- [DATA]

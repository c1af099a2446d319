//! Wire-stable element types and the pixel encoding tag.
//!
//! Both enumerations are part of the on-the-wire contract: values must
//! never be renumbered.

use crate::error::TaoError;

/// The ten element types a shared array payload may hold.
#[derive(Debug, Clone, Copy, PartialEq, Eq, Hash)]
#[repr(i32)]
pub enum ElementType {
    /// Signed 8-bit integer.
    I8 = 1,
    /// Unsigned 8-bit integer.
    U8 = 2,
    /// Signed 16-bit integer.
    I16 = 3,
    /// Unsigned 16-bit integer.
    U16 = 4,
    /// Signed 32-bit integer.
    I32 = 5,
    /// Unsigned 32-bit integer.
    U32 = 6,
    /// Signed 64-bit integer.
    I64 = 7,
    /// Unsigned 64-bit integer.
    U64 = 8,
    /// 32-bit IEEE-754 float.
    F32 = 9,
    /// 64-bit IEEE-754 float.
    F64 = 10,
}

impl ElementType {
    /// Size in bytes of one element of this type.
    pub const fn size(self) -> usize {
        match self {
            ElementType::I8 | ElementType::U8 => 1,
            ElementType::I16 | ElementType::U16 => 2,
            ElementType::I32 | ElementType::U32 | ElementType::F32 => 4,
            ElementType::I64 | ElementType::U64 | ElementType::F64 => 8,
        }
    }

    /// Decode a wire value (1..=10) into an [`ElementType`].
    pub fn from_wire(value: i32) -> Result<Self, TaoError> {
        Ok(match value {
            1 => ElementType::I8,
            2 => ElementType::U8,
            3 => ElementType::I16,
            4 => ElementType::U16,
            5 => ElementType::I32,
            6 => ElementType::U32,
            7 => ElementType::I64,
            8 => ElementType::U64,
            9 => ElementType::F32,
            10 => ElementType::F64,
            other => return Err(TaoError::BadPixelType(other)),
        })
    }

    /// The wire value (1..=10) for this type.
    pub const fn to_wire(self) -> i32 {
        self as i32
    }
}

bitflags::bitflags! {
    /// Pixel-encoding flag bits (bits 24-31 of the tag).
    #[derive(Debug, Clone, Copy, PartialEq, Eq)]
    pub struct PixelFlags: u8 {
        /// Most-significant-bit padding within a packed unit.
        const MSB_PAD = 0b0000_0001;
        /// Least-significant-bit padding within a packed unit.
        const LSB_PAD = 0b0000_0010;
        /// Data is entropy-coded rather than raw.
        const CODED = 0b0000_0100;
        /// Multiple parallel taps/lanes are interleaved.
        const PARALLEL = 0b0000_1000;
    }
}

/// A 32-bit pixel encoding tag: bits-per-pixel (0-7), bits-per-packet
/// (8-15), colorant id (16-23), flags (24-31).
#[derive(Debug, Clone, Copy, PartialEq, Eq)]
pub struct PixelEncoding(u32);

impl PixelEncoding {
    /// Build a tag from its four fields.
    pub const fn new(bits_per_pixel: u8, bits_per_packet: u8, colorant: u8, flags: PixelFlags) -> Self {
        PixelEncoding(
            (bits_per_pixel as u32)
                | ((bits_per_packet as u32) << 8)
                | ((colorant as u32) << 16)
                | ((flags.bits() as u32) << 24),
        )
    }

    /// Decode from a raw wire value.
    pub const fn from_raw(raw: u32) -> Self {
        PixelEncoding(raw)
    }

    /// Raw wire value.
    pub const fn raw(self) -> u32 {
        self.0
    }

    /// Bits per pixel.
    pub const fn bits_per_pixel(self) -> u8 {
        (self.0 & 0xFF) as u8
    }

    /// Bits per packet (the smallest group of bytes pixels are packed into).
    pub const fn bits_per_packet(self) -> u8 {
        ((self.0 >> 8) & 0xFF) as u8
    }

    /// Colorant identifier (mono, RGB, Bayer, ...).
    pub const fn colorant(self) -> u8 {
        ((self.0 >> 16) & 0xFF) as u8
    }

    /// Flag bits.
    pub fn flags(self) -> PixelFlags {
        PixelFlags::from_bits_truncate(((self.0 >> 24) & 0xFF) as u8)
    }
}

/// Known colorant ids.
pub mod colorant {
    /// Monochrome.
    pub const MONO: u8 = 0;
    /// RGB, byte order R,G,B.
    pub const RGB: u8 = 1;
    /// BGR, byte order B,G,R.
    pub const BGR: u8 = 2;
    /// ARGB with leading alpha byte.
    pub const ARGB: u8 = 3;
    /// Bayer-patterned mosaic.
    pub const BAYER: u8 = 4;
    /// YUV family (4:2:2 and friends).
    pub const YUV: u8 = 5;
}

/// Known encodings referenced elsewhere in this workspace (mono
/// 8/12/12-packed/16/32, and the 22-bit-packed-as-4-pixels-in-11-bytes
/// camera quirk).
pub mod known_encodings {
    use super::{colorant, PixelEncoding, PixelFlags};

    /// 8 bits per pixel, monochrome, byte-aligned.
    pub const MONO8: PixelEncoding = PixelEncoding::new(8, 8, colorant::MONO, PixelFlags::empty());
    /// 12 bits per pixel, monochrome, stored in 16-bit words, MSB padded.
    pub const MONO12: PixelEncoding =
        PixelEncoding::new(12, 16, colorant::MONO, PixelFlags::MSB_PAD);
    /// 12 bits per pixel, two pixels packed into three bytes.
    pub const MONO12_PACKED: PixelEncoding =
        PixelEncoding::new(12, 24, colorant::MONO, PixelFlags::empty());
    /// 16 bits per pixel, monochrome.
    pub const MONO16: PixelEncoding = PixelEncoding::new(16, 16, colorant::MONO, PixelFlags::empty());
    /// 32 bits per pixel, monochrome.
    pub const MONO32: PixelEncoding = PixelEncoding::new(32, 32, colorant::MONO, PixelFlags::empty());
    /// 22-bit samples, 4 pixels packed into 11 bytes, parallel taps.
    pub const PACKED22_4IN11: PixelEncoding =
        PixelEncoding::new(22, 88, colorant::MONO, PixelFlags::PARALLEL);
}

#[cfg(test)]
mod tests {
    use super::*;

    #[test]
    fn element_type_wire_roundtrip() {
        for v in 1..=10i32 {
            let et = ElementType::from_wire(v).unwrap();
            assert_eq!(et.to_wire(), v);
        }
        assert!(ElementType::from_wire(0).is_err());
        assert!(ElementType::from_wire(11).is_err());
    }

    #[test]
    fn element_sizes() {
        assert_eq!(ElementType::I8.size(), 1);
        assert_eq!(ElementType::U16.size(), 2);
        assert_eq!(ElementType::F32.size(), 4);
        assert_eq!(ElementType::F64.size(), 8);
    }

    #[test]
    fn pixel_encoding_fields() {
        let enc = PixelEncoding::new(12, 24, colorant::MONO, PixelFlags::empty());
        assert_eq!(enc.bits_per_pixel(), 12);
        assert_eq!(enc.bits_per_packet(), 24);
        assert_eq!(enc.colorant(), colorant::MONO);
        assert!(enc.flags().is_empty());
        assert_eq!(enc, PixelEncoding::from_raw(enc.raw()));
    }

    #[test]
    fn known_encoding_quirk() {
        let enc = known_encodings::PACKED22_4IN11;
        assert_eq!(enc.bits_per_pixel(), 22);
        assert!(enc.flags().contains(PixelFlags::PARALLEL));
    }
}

- [WHAT TO WORK ON] From the material above, return every line that contains "Copy".

- [THE ANSWER]
#[derive(Debug, Clone, Copy, PartialEq, Eq, Hash)]
    #[derive(Debug, Clone, Copy, PartialEq, Eq)]
#[derive(Debug, Clone, Copy, PartialEq, Eq)]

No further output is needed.